[Collected data]
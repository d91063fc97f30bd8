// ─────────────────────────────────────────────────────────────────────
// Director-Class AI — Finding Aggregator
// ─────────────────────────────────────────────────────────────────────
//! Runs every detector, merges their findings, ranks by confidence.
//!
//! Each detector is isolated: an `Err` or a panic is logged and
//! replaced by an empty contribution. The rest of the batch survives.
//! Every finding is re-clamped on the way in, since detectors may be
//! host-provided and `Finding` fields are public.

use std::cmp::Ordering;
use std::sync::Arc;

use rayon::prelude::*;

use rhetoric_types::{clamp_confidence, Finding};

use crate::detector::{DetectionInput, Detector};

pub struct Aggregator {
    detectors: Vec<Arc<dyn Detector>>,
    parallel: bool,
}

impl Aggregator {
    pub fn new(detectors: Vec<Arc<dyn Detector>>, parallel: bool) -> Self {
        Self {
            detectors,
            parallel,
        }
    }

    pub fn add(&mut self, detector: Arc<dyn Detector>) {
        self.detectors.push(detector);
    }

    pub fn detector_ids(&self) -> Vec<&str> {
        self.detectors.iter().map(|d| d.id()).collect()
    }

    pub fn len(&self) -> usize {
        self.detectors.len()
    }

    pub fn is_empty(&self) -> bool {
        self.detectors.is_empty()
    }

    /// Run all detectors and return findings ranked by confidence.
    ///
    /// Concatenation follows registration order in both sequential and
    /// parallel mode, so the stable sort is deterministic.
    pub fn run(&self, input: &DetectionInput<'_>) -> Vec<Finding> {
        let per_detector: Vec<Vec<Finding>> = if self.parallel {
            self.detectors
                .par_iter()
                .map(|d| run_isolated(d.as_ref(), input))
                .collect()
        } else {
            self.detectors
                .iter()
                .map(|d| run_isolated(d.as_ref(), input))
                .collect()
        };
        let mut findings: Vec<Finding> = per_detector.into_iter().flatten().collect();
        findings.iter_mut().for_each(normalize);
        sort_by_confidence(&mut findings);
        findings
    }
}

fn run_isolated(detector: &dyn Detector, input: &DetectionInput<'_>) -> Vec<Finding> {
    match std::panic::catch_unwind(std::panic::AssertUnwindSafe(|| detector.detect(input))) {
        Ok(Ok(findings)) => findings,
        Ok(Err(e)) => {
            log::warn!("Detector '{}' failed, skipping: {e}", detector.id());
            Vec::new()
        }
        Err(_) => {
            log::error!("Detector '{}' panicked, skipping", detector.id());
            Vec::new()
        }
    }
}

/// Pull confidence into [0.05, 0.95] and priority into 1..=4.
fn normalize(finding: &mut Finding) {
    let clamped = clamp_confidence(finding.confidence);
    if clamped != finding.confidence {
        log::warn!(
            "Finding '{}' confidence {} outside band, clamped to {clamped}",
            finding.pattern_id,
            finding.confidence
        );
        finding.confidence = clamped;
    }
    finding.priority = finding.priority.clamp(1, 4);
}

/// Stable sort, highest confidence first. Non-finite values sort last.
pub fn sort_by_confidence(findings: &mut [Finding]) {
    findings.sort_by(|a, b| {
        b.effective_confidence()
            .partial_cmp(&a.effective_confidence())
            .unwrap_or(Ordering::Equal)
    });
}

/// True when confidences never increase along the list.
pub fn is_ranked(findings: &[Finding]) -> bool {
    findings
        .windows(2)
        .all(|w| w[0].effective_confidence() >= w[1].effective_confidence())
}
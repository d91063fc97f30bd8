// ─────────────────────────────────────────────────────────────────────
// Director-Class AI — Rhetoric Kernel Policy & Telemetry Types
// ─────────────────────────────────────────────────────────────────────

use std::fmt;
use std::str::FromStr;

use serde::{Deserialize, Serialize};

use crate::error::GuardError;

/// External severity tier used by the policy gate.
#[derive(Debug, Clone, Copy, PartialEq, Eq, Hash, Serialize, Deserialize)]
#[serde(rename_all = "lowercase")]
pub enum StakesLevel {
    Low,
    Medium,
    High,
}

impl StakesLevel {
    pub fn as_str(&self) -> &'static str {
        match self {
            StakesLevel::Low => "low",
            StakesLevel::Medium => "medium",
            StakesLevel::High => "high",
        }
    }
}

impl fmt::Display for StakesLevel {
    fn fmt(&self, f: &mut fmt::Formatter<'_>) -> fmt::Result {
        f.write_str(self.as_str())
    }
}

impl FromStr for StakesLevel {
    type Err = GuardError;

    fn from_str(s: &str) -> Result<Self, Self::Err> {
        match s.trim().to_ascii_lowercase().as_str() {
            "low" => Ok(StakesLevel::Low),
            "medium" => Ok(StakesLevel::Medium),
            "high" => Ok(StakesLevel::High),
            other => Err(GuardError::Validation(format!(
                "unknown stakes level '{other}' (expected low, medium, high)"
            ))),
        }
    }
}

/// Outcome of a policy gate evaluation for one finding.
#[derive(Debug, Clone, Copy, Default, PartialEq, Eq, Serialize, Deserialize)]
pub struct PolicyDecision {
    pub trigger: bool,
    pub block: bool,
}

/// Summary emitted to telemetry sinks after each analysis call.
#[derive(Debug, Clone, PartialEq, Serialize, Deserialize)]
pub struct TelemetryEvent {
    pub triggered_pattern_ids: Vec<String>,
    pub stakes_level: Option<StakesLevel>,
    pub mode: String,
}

WORK ORDER –
Out of the records above, pull each line containing the word "Result".

WRITTEN RESPONSE –
    fn fmt(&self, f: &mut fmt::Formatter<'_>) -> fmt::Result {
    fn from_str(s: &str) -> Result<Self, Self::Err> {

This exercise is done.